As The Wall Street Journal reported, two historians, Scott Sandage of Carnegie Mellon University and Jonathan White of Christopher Newport University, were recently debating what ought to be done with the statue, and they wanted to know whether the social reformer and statesman Douglass had, in fact, criticized it directly. Douglass died in 1895, but posthumous reports of his comments on the subject have been circulating since 1916, when a book stated that he had been critical of the statue at its unveiling. In his prepared speech for the event, Douglass challenged the nascent Lincoln mythology, calling him “preeminently the white man’s president …,” but it wasn’t clear whether, in an alleged aside, he also criticized the new statue itself. The two scholars disagreed over the account’s reliability, so Sandage set out to more firmly establish the abolitionist’s position.

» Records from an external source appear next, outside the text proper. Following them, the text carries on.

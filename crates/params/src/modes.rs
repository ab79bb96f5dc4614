//! Constants for the built-in modes of operation

/// Static description of one mode of operation
#[derive(Debug, Clone, Copy, PartialEq, Eq)]
pub struct ModeParams {
    /// Catalog name
    pub name: &'static str,
    /// Whether the mode processes whole blocks only
    pub is_block_mode: bool,
    /// Whether the mode must be paired with a block algorithm
    pub is_block_algorithm_mode: bool,
    /// Whether keying requires an explicit IV
    pub requires_iv: bool,
}

/// Electronic codebook
pub const ECB: &str = "ecb";
/// Cipher block chaining
pub const CBC: &str = "cbc";
/// 8-bit cipher feedback
pub const CFB: &str = "cfb";
/// 8-bit output feedback
pub const OFB: &str = "ofb";
/// Full-block cipher feedback
pub const NCFB: &str = "ncfb";
/// Full-block output feedback
pub const NOFB: &str = "nofb";
/// Counter mode
pub const CTR: &str = "ctr";
/// Pass-through to a stream algorithm
pub const STREAM: &str = "stream";

const fn mode(
    name: &'static str,
    is_block_mode: bool,
    is_block_algorithm_mode: bool,
    requires_iv: bool,
) -> ModeParams {
    ModeParams {
        name,
        is_block_mode,
        is_block_algorithm_mode,
        requires_iv,
    }
}

/// Built-in mode table, sorted by name
pub const BUILTIN_MODES: &[ModeParams] = &[
    mode(CBC, true, true, true),
    mode(CFB, false, true, true),
    mode(CTR, true, true, true),
    mode(ECB, true, true, false),
    mode(NCFB, true, true, true),
    mode(NOFB, true, true, true),
    mode(OFB, false, true, true),
    mode(STREAM, false, false, false),
];

/// Look up a built-in mode by exact name
pub fn find(name: &str) -> Option<&'static ModeParams> {
    BUILTIN_MODES.iter().find(|m| m.name == name)
}
//! Cipher Block Chaining (CBC) mode implementation
//!
//! CBC mode XORs each plaintext block with the previous ciphertext block
//! before encryption. The first block is XORed with the IV. The last
//! ciphertext block is kept, so consecutive calls continue one chain.

use super::super::BlockCipher;
use super::{feedback_register, xor_in_place, ModeOfOperation};
use crate::error::{validate, Result};
use mcrypt_common::security::SecretVec;

/// CBC mode implementation
pub struct Cbc<B: BlockCipher> {
    cipher: B,
    prev_block: SecretVec,
}

impl<B: BlockCipher> Cbc<B> {
    /// Creates a new CBC mode instance with the given cipher and IV
    ///
    /// The IV must be the same size as the block size of the cipher.
    pub fn new(cipher: B, iv: &[u8]) -> Result<Self> {
        let prev_block = feedback_register(&cipher, iv, "CBC initialization vector")?;
        Ok(Self { cipher, prev_block })
    }
}

impl<B: BlockCipher> ModeOfOperation for Cbc<B> {
    fn encrypt(&mut self, data: &mut [u8]) -> Result<()> {
        let block_size = self.cipher.block_size();
        validate::block_multiple("CBC plaintext", data.len(), block_size)?;

        for block in data.chunks_exact_mut(block_size) {
            xor_in_place(block, self.prev_block.as_slice());
            self.cipher.encrypt_block(block)?;
            self.prev_block.as_mut_slice().copy_from_slice(block);
        }
        Ok(())
    }

    fn decrypt(&mut self, data: &mut [u8]) -> Result<()> {
        let block_size = self.cipher.block_size();
        validate::block_multiple("CBC ciphertext", data.len(), block_size)?;

        let mut current = SecretVec::zeroed(block_size);
        for block in data.chunks_exact_mut(block_size) {
            current.as_mut_slice().copy_from_slice(block);
            self.cipher.decrypt_block(block)?;
            xor_in_place(block, self.prev_block.as_slice());
            core::mem::swap(&mut self.prev_block, &mut current);
        }
        Ok(())
    }
}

Sandage searched a digital newspaper archive for reports on Douglass from 1876, when the statue was dedicated. He turned up a wide variety of results, but even the most helpful ones seemed incomplete. They were essentially a series of headlines repeating, “Frederick Douglass Says,” followed by short blurbs that relayed Douglass’s words on the subject out of context, focused on this provocative sentence: “What I hope to see before I die,” wrote Douglass, “is a monument representing the negro, not couchant on his knees like a four-footed animal, but erect on his feet like a man.”
To Sandage, this choice of excerpt spoke volumes about the newspapers’ intentions. Out of context, the sentence could, at the time, have characterized Douglass as a whining agitator. Contemporary readers may have laughed, “Ha ha ha, isn’t that funny? He’s still not satisfied. He still wants another statue,” Sandage explains. Worse, he adds, by isolating Douglass’s description of the Black man on his knees, the papers printed the blurbs as “race-baiting comedy,” and as a kind of “little minstrel show.” So it seemed that Douglass had indeed criticized the statue, but Sandage sensed the full story was deeper.

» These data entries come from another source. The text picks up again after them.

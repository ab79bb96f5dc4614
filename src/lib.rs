//! # mcrypt
//!
//! A named-algorithm cipher engine. Pick an algorithm and a mode of
//! operation by name, key the resulting context, and transform in-memory
//! buffers or unbounded streams of any length.
//!
//! ## Usage
//!
//! Add this to your `Cargo.toml`:
//!
//! ```toml
//! [dependencies]
//! mcrypt = "0.3"
//! ```
//!
//! ```
//! use mcrypt::prelude::*;
//!
//! let mut ctx = TransformContext::new("idea", "ncfb")?;
//! ctx.key(&[7u8; 16], Some(&[0u8; 8]))?;
//!
//! let mut ciphertext = Vec::new();
//! ctx.encrypt_file(&b"any length at all"[..], &mut ciphertext, &StreamOptions::for_encrypt())?;
//!
//! ctx.reinit()?;
//! let plaintext = ctx.decrypt(&ciphertext, true)?;
//! assert_eq!(plaintext, b"any length at all");
//!
//! assert_eq!(mcrypt::get_block_size("blowfish")?, 8);
//! # Ok::<(), mcrypt::Error>(())
//! ```
//!
//! ## Features
//!
//! - `rand` (default): random key and IV generation on a context
//!
//! ## Crate Structure
//!
//! This is a facade crate that re-exports functionality from several sub-crates:
//!
//! - [`mcrypt-api`]: error type, descriptors and the cipher-unit trait
//! - [`mcrypt-common`]: zeroizing secret containers
//! - [`mcrypt-params`]: built-in algorithm and mode tables
//! - [`mcrypt-algorithms`]: block ciphers, stream ciphers and modes
//! - [`mcrypt-engine`]: catalog, transform context and stream driver

pub use mcrypt_algorithms as algorithms;
pub use mcrypt_api as api;
pub use mcrypt_common as common;
pub use mcrypt_engine as engine;
pub use mcrypt_params as params;

pub use mcrypt_api::{Error, Result};
pub use mcrypt_engine::metadata::{
    get_block_size, get_iv_size, get_key_size, get_key_sizes, has_iv, is_block_algorithm,
    is_block_algorithm_mode, is_block_mode, list_algorithms, list_modes,
};
pub use mcrypt_engine::{
    configure, decrypt_file, encrypt_file, transform_stream, Catalog, EngineConfig,
    StreamOptions, TransformContext,
};

/// Common imports for mcrypt users
pub mod prelude {
    // Re-export error types
    pub use crate::api::{Direction, Error, Result};

    // Re-export the engine surface
    pub use crate::engine::{Catalog, EngineConfig, StreamOptions, TransformContext};

    // Re-export the cipher-unit boundary
    pub use crate::api::CipherUnit;

    // Re-export security types
    pub use crate::common::{SecretVec, ZeroizeGuard};
}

Sandage’s “forensic strategy” was to zero in on the most striking, unusual word in Douglass’s quote: “couchant,” meaning “lying down especially with the head up,” according to Merriam-Webster. “If you were to give a guess,” says Sandage, “of how many times, in the last 500 years of typographical human history, the words ‘Lincoln’ and ‘couchant’ were used in proximity to one another, a good guess might be: ‘One.’ So that provides a really good hook for searching.” Isolating single words or word combinations like that has helped to unlock other historical literary mysteries, adds Sandage. For example, researchers discovered that Lincoln’s “Letter to Mrs. Bixby” was ghostwritten by John Hay because it contains the word “beguile,” a word that doesn’t appear in the 16th president’s other writings.
Using “couchant” as the keyword in his search—and experimenting with a few combinations of other words—Sandage identified three newspapers that ran the entirety of a letter Douglass wrote about the statue, a few days after speaking at its dedication. “Admirable as is the monument by Mr. Ball in Lincoln park [sic],” writes Douglass, “it does not, as it seems to me, tell the whole truth …” He credits Lincoln for following through on emancipation, but adds that “the negro was made a citizen” by “President U.S. Grant,” under whose administration the Fifteenth Amendment was ratified. (In theory, the Amendment enfranchised Black men with the right to vote. Of course, enforcement of that right has been a long-standing issue.) He concludes by suggesting that “[t]here is room in Lincoln park for another monument,” and that that space ought to be filled out with works that could help complete the historical picture.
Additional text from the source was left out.